In case you’re curious, here’s the word count, in the Greek New Testament, for each of the seven letters:
There at the top is Thyatira. Jesus had some good things to say about that church. But they also had a problem with someone He calls “Jezebel.” The letter to Thyatira is so long because Jesus took 86 words to address that problem.
Jezebel got almost as many words as the church in Smyrna.
This is what Jesus said to the church in Smyrna: “Be faithful unto death and I will give you the crown of life.”
To other churches it was “Hold fast to what you have until I come” or “I am coming quickly, hold fast to what you have so that no one takes your crown.”
Smyrna got “Be faithful unto death.”
It’s almost as if Jesus was saying: “And to the church in Smyrna write…you know what, never mind.
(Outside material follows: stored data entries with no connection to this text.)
// THEORY:
// The `Segmenter` is the first spatial stage of the counting pipeline. It turns
// one raw color `Frame` into a binary `Mask` in which every item pixel is
// foreground (255) and everything else is background (0).
//
// Key architectural principles:
// 1.  **One pipeline, two lenses**: The strategy is a tagged enum chosen at
//     configuration time. Intensity thresholding works when items differ from
//     the tray in brightness; the HSV box works when they differ in color. All
//     later stages are identical for both.
// 2.  **No hand-tuned brightness cutoff**: The intensity lens binarizes with
//     Otsu's level, recomputed every frame, so the same configuration survives
//     changes in room lighting.
// 3.  **Buffer ownership**: The luminance image and the mask are owned by the
//     `Segmenter` and overwritten in place each tick. They are only reallocated
//     when the frame geometry changes. The optional blur is the exception:
//     `imageproc` filters always return a fresh image.
// 4.  **Determinism**: No randomness and no state leaks between frames apart
//     from the reused buffers, which are fully overwritten. The same frame and
//     parameters always give a bit-identical mask.

use crate::config::{ColorRangeParams, IntensityParams, SegmentationStrategy};
use crate::core_modules::frame::Frame;
use crate::error::CounterError;
use image::{GrayImage, Luma};
use imageproc::contrast::otsu_level;
use imageproc::distance_transform::Norm;
use imageproc::filter::gaussian_blur_f32;
use imageproc::morphology::open_mut;
use tracing::trace;

/// Single-channel foreground/background image with the frame's dimensions.
pub type Mask = GrayImage;

pub const FOREGROUND: u8 = 255;
pub const BACKGROUND: u8 = 0;

/// Radius of the opening neighborhood under the L-infinity norm (a 3x3 square).
const OPENING_RADIUS: u8 = 1;

pub struct Segmenter {
    strategy: SegmentationStrategy,
    gray: GrayImage,
    mask: Mask,
}

impl Segmenter {
    pub fn new(strategy: SegmentationStrategy) -> Self {
        Self {
            strategy,
            gray: GrayImage::new(0, 0),
            mask: Mask::new(0, 0),
        }
    }

    pub fn strategy(&self) -> &SegmentationStrategy {
        &self.strategy
    }

    /// Segments `frame` into the internal mask and returns a view of it.
    ///
    /// Fails with `FrameNotReady` when the frame has no pixels yet, and with
    /// `ProcessingFault` when its buffer disagrees with its geometry.
    pub fn segment(&mut self, frame: &Frame) -> Result<&Mask, CounterError> {
        frame.validate()?;
        self.ensure_dimensions(frame.width(), frame.height());

        let Self {
            strategy,
            gray,
            mask,
        } = self;

        match strategy {
            SegmentationStrategy::Intensity(params) => threshold_intensity(params, frame, gray, mask),
            SegmentationStrategy::ColorRange(params) => mask_color_range(params, frame, mask),
        }

        Ok(&self.mask)
    }

    /// The mask produced by the last successful `segment` call.
    pub fn last_mask(&self) -> &Mask {
        &self.mask
    }

    fn ensure_dimensions(&mut self, width: u32, height: u32) {
        if self.mask.dimensions() != (width, height) {
            trace!(width, height, "reallocating segmentation buffers");
            self.gray = GrayImage::new(width, height);
            self.mask = Mask::new(width, height);
        }
    }
}

fn threshold_intensity(params: &IntensityParams, frame: &Frame, gray: &mut GrayImage, mask: &mut Mask) {
    for (dst, pixel) in gray.pixels_mut().zip(frame.pixels()) {
        *dst = Luma([pixel.luma_byte()]);
    }

    let blurred;
    let source: &GrayImage = match params.blur_sigma {
        Some(sigma) => {
            blurred = gaussian_blur_f32(gray, sigma);
            &blurred
        }
        None => &*gray,
    };

    let level = otsu_level(source);
    trace!(level, invert = params.invert, "otsu level");

    for (dst, src) in mask.pixels_mut().zip(source.pixels()) {
        let foreground = if params.invert {
            src[0] <= level
        } else {
            src[0] > level
        };
        *dst = Luma([if foreground { FOREGROUND } else { BACKGROUND }]);
    }

    if params.open {
        open_mut(mask, Norm::LInf, OPENING_RADIUS);
    }
}

fn mask_color_range(params: &ColorRangeParams, frame: &Frame, mask: &mut Mask) {
    let [hue_low, saturation_low, value_low] = params.lower;
    let [hue_high, saturation_high, value_high] = params.upper;

    for (dst, pixel) in mask.pixels_mut().zip(frame.pixels()) {
        let hsv = pixel.hsv();
        let inside = (hue_low..=hue_high).contains(&hsv.hue)
            && (saturation_low..=saturation_high).contains(&hsv.saturation)
            && (value_low..=value_high).contains(&hsv.value);
        *dst = Luma([if inside { FOREGROUND } else { BACKGROUND }]);
    }

    if params.open {
        open_mut(mask, Norm::LInf, OPENING_RADIUS);
    }
}
pub mod app;
pub mod cli;
pub mod config;
pub mod fetcher;
pub mod model;
pub mod output;
pub mod paginator;
pub mod render;
pub mod utils;
pub mod view;

#[cfg(test)]
mod tests;
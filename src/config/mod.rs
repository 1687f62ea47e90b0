use std::env;
use std::path::PathBuf;

use serde::Deserialize;
use serde::Serialize;

#[derive(Debug, Default, Deserialize, Serialize, Clone, PartialEq)]
pub struct ConfigFile {
    #[serde(alias = "dataset_url")]
    pub url: Option<String>,
    #[serde(alias = "items_per_page")]
    pub page_size: Option<usize>,
    pub page: Option<usize>,
    pub timeout: Option<usize>,
    pub proxy: Option<String>,
    pub header: Option<String>,
    pub follow_redirects: Option<bool>,
    pub no_color: Option<bool>,
    pub output: Option<String>,
    pub output_format: Option<String>,
}

fn home_dir() -> Option<PathBuf> {
    env::var_os("HOME")
        .map(PathBuf::from)
        .or_else(|| env::var_os("USERPROFILE").map(PathBuf::from))
        .or_else(|| {
            let drive = env::var_os("HOMEDRIVE")?;
            let path = env::var_os("HOMEPATH")?;
            Some(PathBuf::from(drive).join(path))
        })
}

pub fn default_config_path() -> Option<PathBuf> {
    Some(home_dir()?.join(".fundtable").join("config.yml"))
}

pub fn expand_tilde(path: &str) -> PathBuf {
    if let Some(stripped) = path.strip_prefix("~/").or_else(|| path.strip_prefix("~\\")) {
        if let Some(home) = home_dir() {
            return home.join(stripped);
        }
    }
    PathBuf::from(path)
}

pub fn expand_tilde_string(path: &str) -> String {
    expand_tilde(path).to_string_lossy().to_string()
}

pub fn load_config(path: &PathBuf, allow_missing: bool) -> Result<ConfigFile, String> {
    match std::fs::read_to_string(path) {
        Ok(contents) => parse_config(&contents)
            .map_err(|e| format!("failed to parse config '{}': {e}", path.display())),
        Err(e) if e.kind() == std::io::ErrorKind::NotFound && allow_missing => {
            Ok(ConfigFile::default())
        }
        Err(e) if e.kind() == std::io::ErrorKind::NotFound => {
            Err(format!("config file not found '{}'", path.display()))
        }
        Err(e) => Err(format!("failed to read config '{}': {e}", path.display())),
    }
}

pub fn parse_config(contents: &str) -> Result<ConfigFile, serde_yaml::Error> {
    if contents.trim().is_empty() {
        return Ok(ConfigFile::default());
    }
    serde_yaml::from_str::<ConfigFile>(contents)
}

fn default_config_yaml() -> String {
    r#"# fundtable config
#
# Location (default):
#   ~/.fundtable/config.yml

# Dataset
# url: https://raw.githubusercontent.com/saaslabsco/frontend-assignment/refs/heads/master/frontend-assignment.json

# Paging
page_size: 5
# page: 1

# HTTP (optional)
timeout: 10
# proxy: http://127.0.0.1:8080
# header: "Key: Value"
follow_redirects: true

# Output (optional)
# output: ./page.html
# output_format: html

# Output styling
no_color: false
"#
    .to_string()
}

pub fn ensure_default_config_file(path: &PathBuf) -> Result<(), String> {
    if path.exists() {
        return Ok(());
    }
    let parent = path
        .parent()
        .ok_or_else(|| format!("invalid config path '{}'", path.display()))?;
    std::fs::create_dir_all(parent).map_err(|e| {
        format!(
            "failed to create config directory '{}': {e}",
            parent.display()
        )
    })?;
    let contents = default_config_yaml();
    std::fs::write(path, contents)
        .map_err(|e| format!("failed to write config file '{}': {e}", path.display()))?;
    Ok(())
}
They’re coming to see me soon anyway.”
They got the shortest letter.
I would have given them the longest one.
What lesson can we take from this?
Is the lesson that even Jesus has to oil the squeaky wheel? I don’t think that’s the lesson.
Consider this. In the Sermon on the Mount, Jesus warned His disciples against measuring their prayers by their word count. You don’t need a lot of words, He told them, because your Father already knows your needs and He knows you.
Maybe Jesus didn’t need to use so many words with Smyrna because they knew Him so well.
Maybe a few words to them went further and did more than a lot of words to Thyatira.
Maybe the saints in Smyrna didn’t need a long letter because they were focused on hearing the two words that really matter: “Well done.”